WHAT IS BEING ASKED -
Write out the data below exactly, beginning with the first line and ending once the line that has "use crate::context::SchoolCache;" is written.

======== PROVIDED DATA ========

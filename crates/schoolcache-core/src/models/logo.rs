use serde::{Deserialize, Serialize};

/// The logo currently marked active on the server.
#[derive(Debug, Clone, PartialEq, Serialize, Deserialize)]
#[cfg_attr(feature = "ts", derive(ts_rs::TS), ts(export))]
pub struct LogoInfo {
    #[serde(default)]
    pub id: Option<i64>,
    #[serde(default, alias = "url", alias = "logoUrl", alias = "logo_url")]
    pub file_path: Option<String>,
    #[serde(default, alias = "isActive")]
    pub is_active: bool,
}

impl LogoInfo {
    pub fn url(&self) -> Option<&str> {
        self.file_path.as_deref().filter(|p| !p.trim().is_empty())
    }
}
//! Authenticated admin writes that keep the local cache in step.
//!
//! Every write goes to the server first. Only after it succeeds is the
//! affected cache updated, refreshed, or a refresh requested over the event
//! bus, so a rejected write never leaves local state ahead of the server.

use std::sync::Arc;

use tracing::info;

use crate::api::{AdminApi, ApiError};
use crate::context::SchoolCache;
use crate::models::{GalleryImageUpdate, LogoInfo, SchoolSettings, SettingsPatch, ThemeSetting};

pub struct AdminSession<'a, A> {
    client: Arc<A>,
    cache: &'a SchoolCache<A>,
}

impl<'a, A: AdminApi> AdminSession<'a, A> {
    pub(crate) fn new(client: Arc<A>, cache: &'a SchoolCache<A>) -> Self {
        Self { client, cache }
    }

    /// Save settings on the server and cache the record it returns.
    pub async fn update_settings(&self, patch: &SettingsPatch) -> Result<SchoolSettings, ApiError> {
        let saved = self.client.update_settings(patch).await?;
        let settings = self.cache.settings().replace_settings(saved);
        info!(school = %settings.school_name, "Settings saved");
        Ok(settings)
    }

    pub async fn update_about_settings(
        &self,
        about: &serde_json::Value,
    ) -> Result<serde_json::Value, ApiError> {
        self.client.update_about_settings(about).await
    }

    // ===== Logo =====

    /// Upload and activate a new logo, then pick it up in settings.
    pub async fn upload_logo(
        &self,
        file_name: &str,
        bytes: Vec<u8>,
        mime: &str,
    ) -> Result<LogoInfo, ApiError> {
        let logo = self.client.upload_logo(file_name, bytes, mime).await?;
        info!(file_name, id = ?logo.id, "Logo uploaded");
        self.cache.settings().refresh().await;
        Ok(logo)
    }

    pub async fn activate_logo(&self, id: i64) -> Result<(), ApiError> {
        self.client.activate_logo(id).await?;
        info!(id, "Logo activated");
        self.cache.settings().refresh().await;
        Ok(())
    }

    pub async fn delete_logo(&self, id: i64) -> Result<(), ApiError> {
        self.client.remove_logo(id).await?;
        self.cache.settings().refresh().await;
        Ok(())
    }

    // ===== Gallery =====

    pub async fn update_gallery_image(
        &self,
        id: i64,
        update: &GalleryImageUpdate,
    ) -> Result<(), ApiError> {
        self.client.update_gallery_image(id, update).await?;
        self.after_gallery_change().await;
        Ok(())
    }

    pub async fn delete_gallery_image(&self, id: i64) -> Result<(), ApiError> {
        self.client.remove_gallery_image(id).await?;
        info!(id, "Gallery image deleted");
        self.after_gallery_change().await;
        Ok(())
    }

    /// Listings are refreshed here; carousel listeners refetch on the request.
    async fn after_gallery_change(&self) {
        self.cache.gallery().request_carousel_refresh();
        self.cache.gallery().refresh_all().await;
    }

    // ===== News and theme =====

    pub async fn delete_news(&self, id: i64) -> Result<(), ApiError> {
        self.client.remove_news(id).await?;
        info!(id, "News article deleted");
        self.cache.news().forget_article(id);
        Ok(())
    }

    pub async fn update_theme_setting(&self, setting: &ThemeSetting) -> Result<(), ApiError> {
        self.client.update_theme_setting(setting).await?;
        self.cache.theme().refresh().await;
        Ok(())
    }
}
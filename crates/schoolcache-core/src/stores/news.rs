//! News list pages, category feeds and article detail.
//!
//! All three share the stale-while-revalidate primitive. Article detail is
//! the only bounded cache: entries expire five minutes after they were
//! fetched and at most fifty are kept, all under one `newsDetailCache` key.

use std::sync::Arc;

use tokio::task::JoinHandle;
use tracing::{debug, warn};

use crate::api::SchoolApi;
use crate::cache::swr::RefreshOutcome;
use crate::cache::{CachePolicy, CacheView, Clock, DurableLayout, DurableStore, LoadState, SwrCache};
use crate::events::{CacheEvent, EventBus};
use crate::models::{NewsItem, NewsPage, NewsQuery, Pagination};
use crate::utils::keys::NEWS_IMAGE_KEY_PREFIX;
use crate::utils::news_image_url;

use super::news_fallback::fallback_page;

pub const NEWS_DETAIL_CACHE_KEY: &str = "newsDetailCache";
pub const CATEGORY_FEED_PREFIX: &str = "newsPage_";

fn owns_list(key: &str) -> bool {
    key.starts_with("news_") && !key.starts_with(NEWS_IMAGE_KEY_PREFIX)
}

fn owns_feed(key: &str) -> bool {
    key.starts_with(CATEGORY_FEED_PREFIX)
}

pub fn category_feed_key(category: &str) -> String {
    format!("{}{}", CATEGORY_FEED_PREFIX, category)
}

/// A news list as rendered: cached page, or the bundled articles when there
/// is nothing cached and the last fetch failed.
#[derive(Debug, Clone, PartialEq)]
pub struct NewsListView {
    pub news: Vec<NewsItem>,
    pub pagination: Pagination,
    pub state: LoadState,
    pub error: Option<String>,
    pub is_fallback: bool,
}

impl NewsListView {
    pub fn is_refreshing(&self) -> bool {
        self.state.is_refreshing()
    }

    /// Nothing to show and nothing coming: the page offers a retry button.
    pub fn needs_retry(&self) -> bool {
        self.news.is_empty() && self.error.is_some() && !self.is_refreshing()
    }
}

pub struct NewsStore<A> {
    api: Arc<A>,
    lists: SwrCache<NewsPage>,
    feeds: SwrCache<NewsPage>,
    details: SwrCache<NewsItem>,
    origin: String,
}

impl<A: SchoolApi> NewsStore<A> {
    pub fn new(
        api: Arc<A>,
        store: Arc<dyn DurableStore>,
        bus: EventBus,
        clock: Arc<dyn Clock>,
        origin: impl Into<String>,
    ) -> Self {
        let lists = SwrCache::new("news", DurableLayout::PerKey { owns: owns_list }, store.clone())
            .with_clock(clock.clone())
            .with_notifier(bus.clone(), |key| CacheEvent::NewsUpdated { key: key.to_string() });

        let feeds = SwrCache::new("news_feed", DurableLayout::PerKey { owns: owns_feed }, store.clone())
            .with_clock(clock.clone())
            .with_notifier(bus.clone(), |key| CacheEvent::NewsUpdated { key: key.to_string() });

        let details = SwrCache::new(
            "news_detail",
            DurableLayout::Collection {
                name: NEWS_DETAIL_CACHE_KEY,
            },
            store,
        )
        .with_policy(CachePolicy::news_detail())
        .with_clock(clock)
        .with_notifier(bus, |id| CacheEvent::NewsDetailUpdated { id: id.to_string() });

        Self {
            api,
            lists,
            feeds,
            details,
            origin: origin.into(),
        }
    }

    // ===== List pages =====

    pub fn list(&self, query: &NewsQuery) -> NewsListView {
        self.list_view(self.lists.get(&query.cache_key()), query)
    }

    pub async fn refresh_list(&self, query: &NewsQuery) -> RefreshOutcome {
        self.lists.refresh(&query.cache_key(), self.api.fetch_news(query)).await
    }

    // ===== Category feeds =====

    pub fn category_feed(&self, category: &str) -> NewsListView {
        let query = NewsQuery::for_category(category);
        self.list_view(self.feeds.get(&category_feed_key(category)), &query)
    }

    pub async fn refresh_category_feed(&self, category: &str) -> RefreshOutcome {
        let query = NewsQuery::for_category(category);
        self.feeds
            .refresh(&category_feed_key(category), self.api.fetch_news(&query))
            .await
    }

    fn list_view(&self, view: CacheView<NewsPage>, query: &NewsQuery) -> NewsListView {
        let ts = view.fetched_at.map(|at| at.timestamp_millis()).unwrap_or(0);
        match view.value {
            Some(page) => NewsListView {
                news: page.items.into_iter().map(|item| self.resolve(item, ts)).collect(),
                pagination: page.pagination,
                state: view.state,
                error: view.error,
                is_fallback: false,
            },
            None if view.error.is_some() && !view.state.is_refreshing() => {
                debug!(key = %query.cache_key(), "No cached news, showing bundled articles");
                let page = fallback_page(query);
                NewsListView {
                    news: page.items,
                    pagination: page.pagination,
                    state: view.state,
                    error: view.error,
                    is_fallback: true,
                }
            }
            None => NewsListView {
                news: Vec::new(),
                pagination: Pagination::default(),
                state: view.state,
                error: view.error,
                is_fallback: false,
            },
        }
    }

    fn resolve(&self, mut item: NewsItem, ts: i64) -> NewsItem {
        item.image_url = Some(news_image_url(item.image_url.as_deref(), &self.origin, ts));
        item
    }

    // ===== Article detail =====

    pub fn detail(&self, id: i64) -> CacheView<NewsItem> {
        let view = self.details.get(&id.to_string());
        let ts = view.fetched_at.map(|at| at.timestamp_millis()).unwrap_or(0);
        view.map(|item| self.resolve(item, ts))
    }

    pub async fn refresh_detail(&self, id: i64) -> RefreshOutcome {
        self.details.refresh(&id.to_string(), self.api.fetch_news_item(id)).await
    }

    /// Count a view; the request runs on its own task and failures are only logged.
    pub fn record_view(self: &Arc<Self>, id: i64) -> JoinHandle<()> {
        let api = Arc::clone(&self.api);
        tokio::spawn(async move {
            match api.record_news_view(id).await {
                Ok(()) => debug!(id, "News view recorded"),
                Err(e) => warn!(id, error = %e, "Failed to record news view"),
            }
        })
    }

    // ===== Maintenance =====

    pub fn cached_detail_ids(&self) -> Vec<String> {
        self.details.cached_keys()
    }

    /// Drop a cached article after a server-side delete.
    pub fn forget_article(&self, id: i64) {
        self.details.invalidate(&id.to_string());
    }

    pub fn clear(&self) {
        self.lists.clear();
        self.feeds.clear();
        self.details.clear();
    }
}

========

RESULT OF THE TASK -
filename crates/schoolcache-core/src/models/logo.rs
use serde::{Deserialize, Serialize};

/// The logo currently marked active on the server.
#[derive(Debug, Clone, PartialEq, Serialize, Deserialize)]
#[cfg_attr(feature = "ts", derive(ts_rs::TS), ts(export))]
pub struct LogoInfo {
    #[serde(default)]
    pub id: Option<i64>,
    #[serde(default, alias = "url", alias = "logoUrl", alias = "logo_url")]
    pub file_path: Option<String>,
    #[serde(default, alias = "isActive")]
    pub is_active: bool,
}

impl LogoInfo {
    pub fn url(&self) -> Option<&str> {
        self.file_path.as_deref().filter(|p| !p.trim().is_empty())
    }
}
//! Authenticated admin writes that keep the local cache in step.
//!
//! Every write goes to the server first. Only after it succeeds is the
//! affected cache updated, refreshed, or a refresh requested over the event
//! bus, so a rejected write never leaves local state ahead of the server.

use std::sync::Arc;

use tracing::info;

use crate::api::{AdminApi, ApiError};
use crate::context::SchoolCache;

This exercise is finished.